🤖 AI Summary
This work addresses the recovery of low-rank solutions to linear inverse problems by studying Schatten-$p$ quasi-norm regularization for $p \in [0,1]$. A novel dynamic proximal gradient algorithm is proposed, which—by incorporating the Cayley transform for the first time in this context—effectively circumvents the costly singular value decomposition at each iteration. The method integrates an adaptive backtracking scheme with an explicit stepsize strategy and is analyzed within the Kurdyka–Łojasiewicz (KL) framework.
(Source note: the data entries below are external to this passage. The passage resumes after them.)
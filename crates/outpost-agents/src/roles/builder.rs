//! Builder: gathers energy and completes construction sites.
//!
//! Sites are worked in query order; a site finishing underneath the agent
//! surfaces as `InvalidTarget` and the next tick simply re-queries. With
//! no sites open the builder idles at the rally point — and the role's
//! desired count drops to zero, so idle builders are decommissioned rather
//! than left loitering.

use tracing::warn;

use outpost_types::{
    ActionStatus, ActionVerb, Agent, AgentMemory, CapabilityModule, ModuleCatalog, ModuleEntry,
    ResourceKind, RoleKind, TaskState, ZoneId,
};
use outpost_world::World;

use super::{Role, gather, rally};

/// The builder role.
pub struct Builder;

impl Role for Builder {
    fn kind(&self) -> RoleKind {
        RoleKind::Builder
    }

    // Staff the role only while there is something to build.
    fn desired_count(&self, world: &dyn World, zone: ZoneId) -> u32 {
        if world.sites(zone).is_empty() { 0 } else { 4 }
    }

    fn catalog(&self) -> ModuleCatalog {
        ModuleCatalog::new(vec![
            ModuleEntry::new(CapabilityModule::Work, 100, 30),
            ModuleEntry::new(CapabilityModule::Carry, 50, 40),
            ModuleEntry::new(CapabilityModule::Move, 50, 30),
        ])
    }

    fn min_loadout(&self) -> Vec<CapabilityModule> {
        vec![
            CapabilityModule::Work,
            CapabilityModule::Carry,
            CapabilityModule::Move,
        ]
    }

    fn states(&self) -> &'static [TaskState] {
        &[TaskState::Harvesting, TaskState::Building]
    }

    fn initial_state(&self) -> TaskState {
        TaskState::Harvesting
    }

    fn handle(
        &self,
        state: TaskState,
        agent: &Agent,
        memory: &mut AgentMemory,
        world: &mut dyn World,
    ) -> TaskState {
        match state {
            TaskState::Building => build(agent, world),
            _ => gather(agent, memory, world, TaskState::Harvesting, TaskState::Building),
        }
    }
}

fn build(agent: &Agent, world: &mut dyn World) -> TaskState {
    if agent.stock.amount_of(ResourceKind::Energy) == 0 {
        return TaskState::Harvesting;
    }

    let site = world.sites(agent.zone).first().map(|s| s.id);
    let Some(site) = site else {
        rally(agent, world);
        return TaskState::Building;
    };

    match world.perform(agent.id, ActionVerb::Build, site, Some(ResourceKind::Energy)) {
        ActionStatus::Ok => TaskState::Building,
        ActionStatus::NotInRange => {
            world.move_toward(agent.id, site);
            TaskState::Building
        }
        ActionStatus::NotEnoughResources => TaskState::Harvesting,
        // The site completed or vanished since the query.
        ActionStatus::InvalidTarget => TaskState::Building,
        other => {
            warn!(agent = %agent.name, status = ?other, "Unhandled build status");
            TaskState::Building
        }
    }
}

#[cfg(test)]
#[allow(clippy::unwrap_used)]
mod tests {
    use outpost_types::{FacilityKind, Position};
    use outpost_world::SimWorld;

    use super::super::test_support::{fill_with_energy, run_once, spawn_member};
    use super::*;

    fn site_world() -> (SimWorld, ZoneId) {
        let mut world = SimWorld::new();
        let zone = world.add_zone("Test");
        world
            .add_facility(zone, FacilityKind::Factory, Position::new(10, 10))
            .unwrap();
        world.add_node(zone, 1_000, 1_000, 10, Position::new(2, 2)).unwrap();
        world
            .add_site(zone, FacilityKind::Capacitor, 100, Position::new(6, 6))
            .unwrap();
        (world, zone)
    }

    #[test]
    fn desired_count_tracks_open_sites() {
        let (world, zone) = site_world();
        assert_eq!(Builder.desired_count(&world, zone), 4);

        let empty = {
            let mut w = SimWorld::new();
            let z = w.add_zone("Empty");
            (w, z)
        };
        assert_eq!(Builder.desired_count(&empty.0, empty.1), 0);
    }

    #[test]
    fn builds_adjacent_site() {
        let (mut world, zone) = site_world();
        let (_, mut memory) =
            spawn_member(&mut world, zone, RoleKind::Builder, "b-1", Position::new(6, 7));
        memory.state = Some(TaskState::Building);
        World::set_memory(&mut world, "b-1", memory);
        let agent = world.agent_by_name("b-1").unwrap();
        fill_with_energy(&mut world, &agent);

        let memory = run_once(&Builder, &mut world, "b-1");
        assert_eq!(memory.state, Some(TaskState::Building));
        let site = world.sites(zone).into_iter().next().unwrap();
        assert!(site.progress > 0, "building must advance the site");
    }

    #[test]
    fn empty_stock_returns_to_harvesting() {
        let (mut world, zone) = site_world();
        let (_, mut memory) =
            spawn_member(&mut world, zone, RoleKind::Builder, "b-1", Position::new(6, 7));
        memory.state = Some(TaskState::Building);
        World::set_memory(&mut world, "b-1", memory);

        let memory = run_once(&Builder, &mut world, "b-1");
        assert_eq!(memory.state, Some(TaskState::Harvesting));
    }
}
Global sequential convergence and a sublinear convergence rate are established for any $p \in [0,1]$; furthermore, under standard regularity conditions, linear convergence is achieved when $p = 1$. Numerical experiments demonstrate the algorithm’s significant computational efficiency over existing approaches.
📝 Abstract
This paper investigates numerical solution methods for the Schatten-$p$ quasi-norm regularized problem with $p \in [0,1]$, which has been widely studied for finding low-rank solutions of linear inverse problems and gained successful applications in various mathematics and applied science fields. We propose a dynamic proximal gradient algorithm that, through the use of the Cayley transformation, avoids computationally expensive singular value decompositions at each iteration, thereby significantly reducing the computational complexity. The algorithm incorporates two step size selection strategies: an adaptive backtracking search and an explicit step size rule. We establish the sublinear convergence of the proposed algorithm for all $p \in [0,1]$ within the framework of the Kurdyka-Lojasiewicz property. Notably, under mild assumptions, we show that the generated sequence converges to a stationary point of the objective function of the problem. For the special case when $p=1$, the linear convergence is further proved under the strict complementarity-type regularity condition commonly used in the linear convergence analysis of the forward-backward splitting algorithms. Preliminary numerical results validate the superior computational efficiency of the proposed algorithm.